Tutturmuş cebine not defterini, kalemini baş koymuş imkansızın peşine. Soranlara "Göremeyeceksiniz" der geçer, gördüğü tüm çiçekleri sulardı. Yarınlar yokmuşçasına yaşayan tozların içinde, asırlar sonrasını planlardı. Köydekilere göre bir deli, Rüstem'e göre ise ölümsüzlüğü bulmaya çalışan biri. Yağmur yağınca herkes evine sığınırken o, Amanos'un ıssız ağaçlarına sığınırdı. Dağları adım adım dolaşır, özenle seçtiği bitkileri toplayıp sırt çantasına atardı.


Kimin nesi ve nereden geldiği bilinmezdi aslında, kimse umursamazdı da bunları. Yanaşmazdı kimse yanına, sormaz "Kimsin" diye. Soluk mavi gömleği, suratından kara yamalı bir pantolon. Sol elinde 67 model Meirer radyosu, sağ yanında boğuk bir çıngar. Yapışmıştı alnına deli damgası, karaydı zaten alın yazısı.


Radyosunu bırakırdı gece olunca ve uzanır yudum meyhanesinin oradaki ahlata, açar kollarını gökyüzüne, izlerdi sabaha kadar yıldızları. Her gece bir yıldıza isim verirdi, her gece o yıldızın ölüşünü izlerdi. Bir gece ansızın ahlatın oraya gittim. Sordum peşi peşine "Kimin nesisin Rüstem, neyin nesi bu dümdüz, gösterişsiz hayat? Neden bu ölümsüzlük sevdan?" Bir müddet ayıramadı gözlerini gökyüzünden. Sonra yavaşça kafasını çevirip:

-Bak bu yıldızın adı Sane.

-Ne yıldızı ne Sane'si abi?

-Bak, şurada diğerlerinden epey uzakta, güçlü ışığıyla parıldayan bir yıldız var. Elini uzatsan dokunabileceğin, ama binlerce ışık yolu uzağımızda olan o yıldızın adı Sane.

-Niye isim veriyorsun?

-Bu yıldıza bakıyoruz ama o binlerce ışık yolu uzağımızda olduğu için kim bilir belki de süpernova dediğimiz olgu çoktan gerçekleşmiştir ve biz henüz göremiyoruzdur. Ben ise onun hala "ışığını" görebildiğimiz süre içerisinde o yıldızı onurlandırmak istiyorum.

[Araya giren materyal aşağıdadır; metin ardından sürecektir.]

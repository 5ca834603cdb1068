//! speclift: Drone plugin publishing OpenAPI specs to a spec registry.
//!
//! Exit codes: 0 every spec published, 1 at least one spec failed,
//! 2 invalid configuration, 3 the plugin could not start.

use std::path::PathBuf;
use std::process::ExitCode;
use std::sync::Arc;
use std::time::Duration;

use anyhow::Context;
use clap::{Parser, ValueEnum};

use speclift_core::{
    CredentialProvider, HttpClientConfig, PublishOptions, PublishOrchestrator, ReqwestTransport,
    RetryPolicy, Uploader,
};
use speclift_lib::{
    build_version, ConfigSource, EnvConfigSource, PluginSettings, StdinConfigSource,
    ValidatedSettings,
};
use speclift_telemetry::{LogFormat, TelemetryConfig};

const EXIT_PUBLISH_FAILED: u8 = 1;
const EXIT_CONFIG: u8 = 2;
const EXIT_STARTUP: u8 = 3;

/// Pause between file starts when publishing a whole directory.
const DIRECTORY_PACING: Duration = Duration::from_secs(1);

#[derive(Debug, Clone, Copy, PartialEq, Eq, ValueEnum)]
enum ConfigSourceKind {
    /// `PLUGIN_*` environment variables (Drone 0.5+).
    Env,
    /// JSON payload on stdin (Drone 0.4).
    Stdin,
}

#[derive(Parser, Debug)]
#[command(name = "speclift", about = "Publish OpenAPI specs to a spec registry", version)]
struct Cli {
    /// Where plugin settings are read from.
    #[arg(long, value_enum, default_value = "env")]
    config_source: ConfigSourceKind,

    /// Log level (overridden by RUST_LOG).
    #[arg(long, env = "SPECLIFT_LOG_LEVEL", default_value = "info")]
    log_level: String,

    /// Log format (json or pretty).
    #[arg(long, env = "SPECLIFT_LOG_FORMAT", default_value = "pretty")]
    log_format: String,

    /// Write log events to stderr instead of stdout.
    #[arg(long, env = "SPECLIFT_LOG_STDERR")]
    log_stderr: bool,

    /// Maximum number of specs uploaded at once (default: unbounded).
    #[arg(long, env = "SPECLIFT_MAX_CONCURRENCY")]
    max_concurrency: Option<usize>,

    /// Milliseconds to wait between starting consecutive specs.
    #[arg(long, env = "SPECLIFT_PACING_MS")]
    pacing_ms: Option<u64>,
}

#[tokio::main]
async fn main() -> ExitCode {
    let cli = Cli::parse();

    let Some(log_format) = LogFormat::parse(&cli.log_format) else {
        eprintln!("error: invalid log format '{}' (expected json or pretty)", cli.log_format);
        return ExitCode::from(EXIT_CONFIG);
    };
    let telemetry = TelemetryConfig::new()
        .with_log_level(cli.log_level.as_str())
        .with_log_format(log_format)
        .with_stderr(cli.log_stderr);
    if let Err(e) = speclift_telemetry::init_logging(&telemetry) {
        eprintln!("error: {}", e);
        return ExitCode::from(EXIT_STARTUP);
    }

    let settings = match load_settings(cli.config_source) {
        Ok(settings) => settings,
        Err(e) => {
            eprintln!("error: {}", e);
            return ExitCode::from(EXIT_CONFIG);
        }
    };

    let orchestrator = match build_orchestrator(&cli, &settings) {
        Ok(orchestrator) => orchestrator,
        Err(e) => {
            eprintln!("error: {:#}", e);
            return ExitCode::from(EXIT_STARTUP);
        }
    };

    run_publish(&orchestrator, &settings).await
}

fn load_settings(kind: ConfigSourceKind) -> Result<ValidatedSettings, speclift_core::ConfigError> {
    let raw: PluginSettings = match kind {
        ConfigSourceKind::Env => EnvConfigSource::from_process().load()?,
        ConfigSourceKind::Stdin => StdinConfigSource::new(std::io::stdin().lock()).load()?,
    };
    let cwd = std::env::current_dir().unwrap_or_else(|_| PathBuf::from("."));
    raw.validate(cwd)
}

fn build_orchestrator(
    cli: &Cli,
    settings: &ValidatedSettings,
) -> anyhow::Result<PublishOrchestrator> {
    let transport = ReqwestTransport::new(HttpClientConfig::default())
        .context("failed to build HTTP client")?;

    let pacing = match cli.pacing_ms {
        Some(ms) => Duration::from_millis(ms),
        None if settings.directory_mode => DIRECTORY_PACING,
        None => Duration::ZERO,
    };
    let mut options = PublishOptions::default()
        .with_pacing(pacing)
        .with_version(build_version());
    if let Some(limit) = cli.max_concurrency {
        options = options.with_max_concurrency(limit);
    }

    Ok(PublishOrchestrator::new(
        CredentialProvider::with_google_tokens(Arc::new(transport)),
        Uploader::new(RetryPolicy::default()),
    )
    .with_options(options))
}

async fn run_publish(orchestrator: &PublishOrchestrator, settings: &ValidatedSettings) -> ExitCode {
    let result = match orchestrator
        .run(&settings.request, &settings.workspace_root)
        .await
    {
        Ok(result) => result,
        Err(e) => {
            eprintln!("error: {}", e);
            return ExitCode::from(EXIT_CONFIG);
        }
    };

    if result.succeeded() {
        eprintln!("published {} spec(s)", result.published());
        return ExitCode::SUCCESS;
    }

    let published = result.published();
    let failures = result.into_failures();
    for failure in &failures {
        match &failure.spec {
            Some(spec) => eprintln!("  {}: {}", spec.display(), failure.error),
            None => eprintln!("  {}", failure.error),
        }
    }
    eprintln!(
        "error publishing specs: {} published, {} failed",
        published,
        failures.len()
    );
    ExitCode::from(EXIT_PUBLISH_FAILED)
}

O gece bana yıldızlara dair okuduğu bilgilerini paylaştı. Köyün yukarı taraflarında harabe gibi bir yerde yaşıyormuş. Evinde bulunan kitaplardan bu bilgileri öğrenmiş. Ve yine o gece çağın çok ötesinde bir adam olduğuna inandım. Ertesi akşam buluşmak üzere sözleşip vedalaştık.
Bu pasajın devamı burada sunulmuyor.